O Instituto Nacional do Seguro Social (INSS) anunciou a suspensão, a partir de 17 de março de 2026, de novos registros de empréstimos consignados vinculados ao C6 Bank. Essa decisão foi motivada por uma auditoria realizada pela Controladoria-Geral da União (CGU), que identificou cerca de 320 mil contratos com cobranças irregulares, incluindo pacotes de serviços e seguros, uma conduta considerada de elevada gravidade.
O INSS informou que a suspensão permanecerá até que a instituição financeira devolva os valores cobrados indevidamente. Em contato com a imprensa, o C6 Bank negou qualquer irregularidade e sinalizou a possibilidade de acionar a Justiça para reverter a suspensão.
Contexto de Desconfiança
A decisão do INSS ocorre em meio a um clima de desconfiança em relação ao governo, especialmente no que diz respeito a fraudes em descontos associativos. A Comissão Parlamentar Mista de Inquérito (CPMI) do INSS está em busca de identificar relações entre as fraudes contra aposentados e outros escândalos financeiros, como o do Banco Master.
A operação que investiga essas irregularidades chegou ao Executivo em dezembro de 2025, resultando na prisão do secretário-executivo do Ministério da Previdência, Adroaldo Portal. Além disso, o senador Weverton Rocha (PDT-MA) foi alvo de um mandado de busca e apreensão.

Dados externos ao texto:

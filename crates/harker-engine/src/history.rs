//! Per-conversation message history.
//!
//! Index 0 is always the single system instruction turn and is never
//! evicted. Every mutation persists before returning, so a crash
//! mid-turn loses at most the in-flight reply.

use std::sync::Arc;

use harker_llm::{Role, Turn};

use crate::progression::ProgressionState;
use crate::store::{history_key, state_key, SessionStore};

/// Retained-turn ceiling
const MAX_TURNS: usize = 80;
/// Turns kept after the system turn when trimming
const KEEP_RECENT: usize = 60;

/// Owns the ordered message log for each conversation
pub struct HistoryManager {
    store: Arc<SessionStore>,
    system_prompt: String,
}

impl HistoryManager {
    pub fn new(store: Arc<SessionStore>, system_prompt: impl Into<String>) -> Self {
        Self {
            store,
            system_prompt: system_prompt.into(),
        }
    }

    /// Fetch a conversation's history, seeding a fresh one on first
    /// contact. A brand-new conversation gets its progression state
    /// initialized at the same time: the two records live and die
    /// together.
    pub async fn get(&self, chat_id: i64) -> Vec<Turn> {
        if let Some(history) = self.store.get::<Vec<Turn>>(&history_key(chat_id)).await {
            if !history.is_empty() {
                return history;
            }
        }
        self.seed(chat_id).await
    }

    /// Append one turn, trim to the retention ceiling, persist.
    pub async fn append(&self, chat_id: i64, role: Role, content: impl Into<String>) {
        let mut history = self.get(chat_id).await;
        history.push(Turn {
            role,
            content: content.into(),
        });
        if history.len() > MAX_TURNS {
            let tail = history.split_off(history.len() - KEEP_RECENT);
            history.truncate(1);
            history.extend(tail);
        }
        self.store.set(&history_key(chat_id), &history).await;
    }

    /// Replace the history with a fresh system-turn-only log
    pub async fn reset(&self, chat_id: i64) {
        let fresh = vec![Turn::system(&self.system_prompt)];
        self.store.set(&history_key(chat_id), &fresh).await;
    }

    async fn seed(&self, chat_id: i64) -> Vec<Turn> {
        let fresh = vec![Turn::system(&self.system_prompt)];
        self.store.set(&history_key(chat_id), &fresh).await;
        let state: Option<ProgressionState> = self.store.get(&state_key(chat_id)).await;
        if state.is_none() {
            self.store
                .set(&state_key(chat_id), &ProgressionState::default())
                .await;
        }
        fresh
    }
}

#[cfg(test)]
mod tests {
    use super::*;

    const PROMPT: &str = "You are the narrator.";

    fn manager() -> HistoryManager {
        HistoryManager::new(Arc::new(SessionStore::in_memory()), PROMPT)
    }

    #[tokio::test]
    async fn test_first_access_seeds_system_turn_and_state() {
        let hm = manager();
        let history = hm.get(5).await;
        assert_eq!(history.len(), 1);
        assert_eq!(history[0].role, Role::System);
        assert_eq!(history[0].content, PROMPT);

        let state: Option<ProgressionState> = hm.store.get(&state_key(5)).await;
        let state = state.expect("progression state seeded with history");
        assert_eq!((state.act, state.beat), (1, 1));
        assert!(!state.awaiting_other);
    }

    #[tokio::test]
    async fn test_seed_does_not_clobber_existing_state() {
        let hm = manager();
        let mut advanced = ProgressionState::default();
        advanced.advance("1");
        hm.store.set(&state_key(5), &advanced).await;

        hm.get(5).await;
        let state: ProgressionState = hm.store.get(&state_key(5)).await.unwrap();
        assert_eq!(state, advanced);
    }

    #[tokio::test]
    async fn test_append_persists_in_order() {
        let hm = manager();
        hm.append(1, Role::User, "/start").await;
        hm.append(1, Role::Assistant, "Shall we begin?").await;

        let history = hm.get(1).await;
        assert_eq!(history.len(), 3);
        assert_eq!(history[1].role, Role::User);
        assert_eq!(history[2].content, "Shall we begin?");
    }

    #[tokio::test]
    async fn test_trim_keeps_system_turn_and_recent_tail() {
        let hm = manager();
        for i in 0..100 {
            hm.append(1, Role::User, format!("turn {i}")).await;
        }

        let history = hm.get(1).await;
        assert!(history.len() <= MAX_TURNS);
        assert_eq!(history[0].role, Role::System);
        assert_eq!(history[0].content, PROMPT);
        assert_eq!(history.last().unwrap().content, "turn 99");
        // the middle was dropped, not the leading instruction
        assert_eq!(history.len(), 1 + KEEP_RECENT);
    }

    #[tokio::test]
    async fn test_reset_returns_to_single_system_turn() {
        let hm = manager();
        hm.append(9, Role::User, "hello").await;
        hm.reset(9).await;
        let history = hm.get(9).await;
        assert_eq!(history.len(), 1);
        assert_eq!(history[0].role, Role::System);
    }

    #[tokio::test]
    async fn test_conversations_are_isolated() {
        let hm = manager();
        hm.append(1, Role::User, "one").await;
        hm.append(2, Role::User, "two").await;
        assert_eq!(hm.get(1).await[1].content, "one");
        assert_eq!(hm.get(2).await[1].content, "two");
    }
}
//! Inbound event gateway.
//!
//! The webhook handler validates the path secret, hands the update to
//! an independent task, and acknowledges immediately; it never waits
//! on the completion call or reply delivery.

use std::sync::Arc;

use axum::extract::{Path, State};
use axum::http::StatusCode;
use axum::response::{IntoResponse, Response};
use axum::routing::{get, post};
use axum::{Json, Router};
use harker_engine::StoryEngine;
use serde_json::{json, Value};
use tracing::{debug, error};

use crate::telegram::{deliver, ReplyTransport, Update};

#[derive(Clone)]
pub struct AppState {
    pub engine: Arc<StoryEngine>,
    pub transport: Arc<dyn ReplyTransport>,
    pub secret: Arc<String>,
}

pub fn router(state: AppState) -> Router {
    Router::new()
        .route("/webhook/{secret}", post(webhook))
        .route("/health", get(health))
        .with_state(state)
}

async fn webhook(
    Path(secret): Path<String>,
    State(state): State<AppState>,
    Json(update): Json<Update>,
) -> Response {
    if secret != *state.secret {
        return StatusCode::UNAUTHORIZED.into_response();
    }
    // Process in the background so the front end gets its ack now.
    tokio::spawn(process_update(state, update));
    Json(json!({ "ok": true })).into_response()
}

async fn health() -> Json<Value> {
    Json(json!({ "status": "ok" }))
}

async fn process_update(state: AppState, update: Update) {
    let Some(message) = update.message else {
        debug!(update.update_id, "update carried no message; skipping");
        return;
    };
    let Some(text) = message.text else {
        return;
    };
    let chat_id = message.chat.id;

    state.transport.typing(chat_id).await;

    let Some(reply) = state.engine.handle_turn(chat_id, &text).await else {
        return;
    };
    if let Err(e) = deliver(state.transport.as_ref(), chat_id, &reply).await {
        error!("giving up on reply to chat {chat_id}: {e}");
    }
}
//! Telegram transport adapter: inbound update envelope and outbound
//! reply delivery.

use anyhow::{Context, Result};
use async_trait::async_trait;
use serde::Deserialize;
use serde_json::json;
use std::time::Duration;
use tracing::warn;

/// Fixed backoff before the single delivery retry
const RETRY_BACKOFF: Duration = Duration::from_millis(700);

/// Inbound webhook envelope (the fields this relay reads)
#[derive(Debug, Deserialize)]
pub struct Update {
    pub update_id: i64,
    #[serde(default)]
    pub message: Option<IncomingMessage>,
}

#[derive(Debug, Deserialize)]
pub struct IncomingMessage {
    pub chat: Chat,
    #[serde(default)]
    pub text: Option<String>,
}

#[derive(Debug, Deserialize)]
pub struct Chat {
    pub id: i64,
}

/// Outbound reply delivery seam
#[async_trait]
pub trait ReplyTransport: Send + Sync {
    /// Deliver one assistant reply
    async fn send(&self, chat_id: i64, text: &str) -> Result<()>;

    /// Best-effort liveness indicator; failures are ignored
    async fn typing(&self, chat_id: i64);
}

/// Deliver a reply, retrying once after a fixed backoff
pub async fn deliver(transport: &dyn ReplyTransport, chat_id: i64, text: &str) -> Result<()> {
    if let Err(e) = transport.send(chat_id, text).await {
        warn!("reply delivery to chat {chat_id} failed once: {e}; retrying");
        tokio::time::sleep(RETRY_BACKOFF).await;
        transport.send(chat_id, text).await?;
    }
    Ok(())
}

/// Telegram Bot API transport
pub struct TelegramApi {
    client: reqwest::Client,
    base_url: String,
}

impl TelegramApi {
    pub fn new(token: &str) -> Result<Self> {
        // The bot token is embedded in the URL; keep it out of logs.
        let client = reqwest::Client::builder()
            .connect_timeout(Duration::from_secs(5))
            .timeout(Duration::from_secs(30))
            .build()
            .context("failed to build Telegram HTTP client")?;
        Ok(Self {
            client,
            base_url: format!("https://api.telegram.org/bot{token}"),
        })
    }
}

#[async_trait]
impl ReplyTransport for TelegramApi {
    async fn send(&self, chat_id: i64, text: &str) -> Result<()> {
        let response = self
            .client
            .post(format!("{}/sendMessage", self.base_url))
            .json(&json!({ "chat_id": chat_id, "text": text }))
            .send()
            .await
            .context("sendMessage request failed")?;
        response
            .error_for_status()
            .context("sendMessage rejected")?;
        Ok(())
    }

    async fn typing(&self, chat_id: i64) {
        let result = self
            .client
            .post(format!("{}/sendChatAction", self.base_url))
            .json(&json!({ "chat_id": chat_id, "action": "typing" }))
            .send()
            .await;
        if let Err(e) = result {
            warn!("sendChatAction failed for chat {chat_id}: {e}");
        }
    }
}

Um dos pontos mais críticos da investigação é a suspeita de envolvimento de Fábio Luís Lula da Silva, conhecido como Lulinha, filho do presidente Lula (PT). A Polícia Federal (PF) atribui a ele o apelido de “filho do cara”, mencionado em uma mensagem que aponta o pagamento de R$ 300 mil. A CPMI chegou a quebrar os sigilos bancário e fiscal de Lulinha, mas essa decisão foi posteriormente anulada pelo ministro do Supremo Tribunal Federal (STF), Flávio Dino, que alegou irregularidades na aprovação das quebras de sigilo.
Opinião
A suspensão dos empréstimos do C6 Bank pelo INSS revela a necessidade de um controle mais rigoroso sobre as práticas financeiras, especialmente em tempos de desconfiança pública.